Comenzó a nadar para alejar el chinchorro de las rocas, braceaba con fuerza contra la corriente que amenazaba lanzarlos contra la costa. Veinticinco, treinta, cincuenta metros y llegó exhausto hasta el Sant Andreu, y se cogió a uno de los enormes remos. Tiró del cabo para acercar el bote semihundido. Guiem se asomó por la borda y recogió a Pedrete, que ya castañeba. Bermudo metió una mano en un imbornal y se apoyó en el remo para subir. Chorreando recibió la enhorabuena de los marineros y del capitán a pesar de la perdida de la pastera. Se cubrió con una manta y abrazó a Pedrete.
—Bermudo, ¡me has salvado!
—Tú hubieras hecho lo mismo, seguro.
—Tienes que venir a casa a comer.
—¡Perfecto! No tengo dónde ir.
Los marineros recogieron el ancla y se pusieron a los remos, quedaban dos millas para llegar al puerto y no soplaba nada tan pegados a la costa. Hasta que no pasaron Punta Avanzada, no dejaron de bogar.

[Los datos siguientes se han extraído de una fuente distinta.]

use async_trait::async_trait;
use sqlx::PgPool;
use uuid::Uuid;

use crate::db::queries;
use crate::models::posting::JobPosting;
use crate::models::task::{AutomationTask, TaskOutcome, TaskPayload};

/// Durable task state shared by the submitter, the worker pools and the
/// status reporter. Every mutation is a single-row update keyed by task id.
#[async_trait]
pub trait TaskStore: Send + Sync {
    /// Persist a new `queued` task.
    async fn create(&self, task_id: Uuid, payload: &TaskPayload) -> Result<AutomationTask, StoreError>;

    /// Mark a delivery as started. `None` means the task must not run
    /// (unknown or already terminal).
    async fn claim(&self, task_id: Uuid) -> Result<Option<i32>, StoreError>;

    /// Record an outcome. Returns false if the task was already terminal.
    async fn record(&self, task_id: Uuid, outcome: &TaskOutcome) -> Result<bool, StoreError>;

    async fn get(&self, task_id: Uuid) -> Result<Option<AutomationTask>, StoreError>;

    async fn save_posting(
        &self,
        user_id: &str,
        posting: &JobPosting,
        raw_html: Option<&str>,
    ) -> Result<Uuid, StoreError>;
}

/// PostgreSQL-backed task store.
#[derive(Clone)]
pub struct PgTaskStore {
    pool: PgPool,
}

impl PgTaskStore {
    pub fn new(pool: PgPool) -> Self {
        Self { pool }
    }

    pub fn pool(&self) -> &PgPool {
        &self.pool
    }
}

#[async_trait]
impl TaskStore for PgTaskStore {
    async fn create(&self, task_id: Uuid, payload: &TaskPayload) -> Result<AutomationTask, StoreError> {
        Ok(queries::create_task(&self.pool, task_id, payload).await?)
    }

    async fn claim(&self, task_id: Uuid) -> Result<Option<i32>, StoreError> {
        Ok(queries::claim_task(&self.pool, task_id).await?)
    }

    async fn record(&self, task_id: Uuid, outcome: &TaskOutcome) -> Result<bool, StoreError> {
        Ok(queries::record_outcome(&self.pool, task_id, outcome).await?)
    }

    async fn get(&self, task_id: Uuid) -> Result<Option<AutomationTask>, StoreError> {
        Ok(queries::get_task(&self.pool, task_id).await?)
    }

    async fn save_posting(
        &self,
        user_id: &str,
        posting: &JobPosting,
        raw_html: Option<&str>,
    ) -> Result<Uuid, StoreError> {
        Ok(queries::upsert_job_posting(&self.pool, user_id, posting, raw_html).await?)
    }
}

#[derive(Debug, thiserror::Error)]
pub enum StoreError {
    #[error("Database error: {0}")]
    Database(#[from] sqlx::Error),

    #[error("Task store unavailable: {0}")]
    Unavailable(String),
}
pub mod automation;
pub mod interview;
pub mod posting;
pub mod task;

Llegaron al Puerto de Pollensa, arriaron las velas y amarraron el llaüt, la tripulación cobró y se dispersó hasta la siguiente vez. Bermudo quedó en el muelle, seguía solo pero ya no estaba en Orán. No estaba en casa pero al menos no se sentía completamente extranjero. Miró a su alrededor y vio a Pedrete hablando con una mujer.
—Soy Aina, la tía de Pedrete. Me ha dicho que le ha salvado y que ets foraster. Venga con nosotros. No debe pasar solo estos días.
Y así fue como Bermudo llegó a Mallorca, conoció a una familia y pasó frente a una chimenea las mejores Navidades hasta la fecha. Él que creía que había rescatado a un niño había sido salvado de ir dando tumbos por los puertos y mares del mundo. Quién sabe, a lo mejor no era tan malo tener un puerto fijo.